Buildings, wastewater treatment and vehicles make up the bulk of the New York City government’s emissions, which fell 29% in the decade after 2007, according to data from the mayor’s Office of Sustainability. 

But as scientific projections for global warming grow more dire, particularly for sprawling coastal metropoles like New York, calls for new policies to cut emissions and adapt to a more violent environment are mounting. With the emergence of the Green New Deal, a framework for a radical industrial plan to eliminate most emissions over a decade, the climate movement is increasingly animating the Democratic Party, which controls much of New York City. 

Last Friday, roughly 300,000 protesters flooded lower Manhattan for an international climate strike led by teen activist Greta Thunberg. 

The climate budget bill, Constantinides said, would force city agencies to “think about these things on a yearly basis.” 

“It’s not in the abstract,” he said. “Every single year they’re going to have to have these conversations. It’ll be a constant reminder of the need to protect our communities.” 

If we don’t deal with the climate crisis, our communities won’t exist anymore.Queens Councilman Costa Constantinides

In April, the city enacted the Climate Mobilization Act, which activists dubbed New York’s own version of a Green New Deal. The sweeping bill required landlords of buildings larger than 25,000 square feet to slash emissions 40% by 2030, and added new incentives to construct more rooftop solar and wind power systems.

The legislation, which Constantinides authored, was part of a wave of bills he hopes the council will pass over the next year. In June, he proposed a trio of bills to replace the infamous jail complex on Rikers Island with a solar farm and wastewater treatment plant. Another bill, introduced in February, proposes creating a whole new agency called the Department of Sustainability to spearhead the city’s decarbonization effort.

That proposal has stalled in the legislative process, but Constantinides said he was “working to make it happen.” The Department of Sustainability isn’t mentioned in the latest bill, but such an agency could play a key role in overseeing the climate budget.
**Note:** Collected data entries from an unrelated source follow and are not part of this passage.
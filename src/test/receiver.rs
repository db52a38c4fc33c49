use crate::proto::Receiver;

#[test]
fn in_order_data_advances_next_expected() {
    let mut r = Receiver::default();
    let a = r.on_data(0);
    assert_eq!((a.ack, a.newly_delivered, a.duplicate), (1, 1, false));
    let b = r.on_data(1);
    assert_eq!((b.ack, b.newly_delivered), (2, 1));
}

#[test]
fn gap_is_buffered_and_filled() {
    let mut r = Receiver::default();
    r.on_data(0);
    let a = r.on_data(2);
    assert_eq!((a.ack, a.newly_delivered, a.duplicate), (1, 0, false));
    let b = r.on_data(3);
    assert_eq!(b.ack, 1);
    assert_eq!(r.buffered(), 2);

    let c = r.on_data(1);
    assert_eq!((c.ack, c.newly_delivered), (4, 3));
    assert_eq!(r.buffered(), 0);
}

#[test]
fn duplicates_re_ack_next_expected() {
    let mut r = Receiver::default();
    r.on_data(0);
    r.on_data(1);
    let d = r.on_data(0);
    assert_eq!((d.ack, d.newly_delivered, d.duplicate), (2, 0, true));
    r.on_data(5);
    let d = r.on_data(5);
    assert!(d.duplicate);
    assert_eq!(d.ack, 2);
}

#[test]
fn next_expected_is_monotonic_for_any_arrival_order() {
    let mut r = Receiver::default();
    let arrivals = [4u64, 0, 0, 2, 7, 1, 3, 3, 6, 5, 9, 8, 2];
    let mut last = 0;
    for seq in arrivals {
        let rc = r.on_data(seq);
        assert!(rc.ack >= last, "ack went backwards at seq {seq}");
        assert_eq!(rc.ack, r.next_expected());
        last = rc.ack;
    }
    assert_eq!(r.next_expected(), 10);
}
Between 2016 and 2020, Oslo projects emissions to fall by 460,000 metric tons compared to 2015 levels as a result of policies the city passed under its 2017 budget, according to a European Union report. That’s in part due to the coordination of the Oslo Agency for Climate, a department established in 2016 under the same law that enacted the budgeting system.

The New York bill’s prospects are unclear. But Council Speaker Corey Johnson, a Democrat, was a major force behind the Climate Mobilization Act and is now exploring a run for mayor in 2021. Mayor Bill de Blasio touted ― and, at times, inflated ― his efforts to cut the city’s emissions during his failed run for the Democratic presidential nomination. Both Johnson and the mayor said they’d “review the legislation” once it’s introduced. 

One thing is certain: The bill is good politics for Constantinides. Last week, he announced his candidacy for Queens borough president. The Astoria, Queens, native envisions spending the typically sleepy bureaucratic office’s roughly $65 million budget on climate adaptation efforts across New York’s most diverse and geographically largest borough.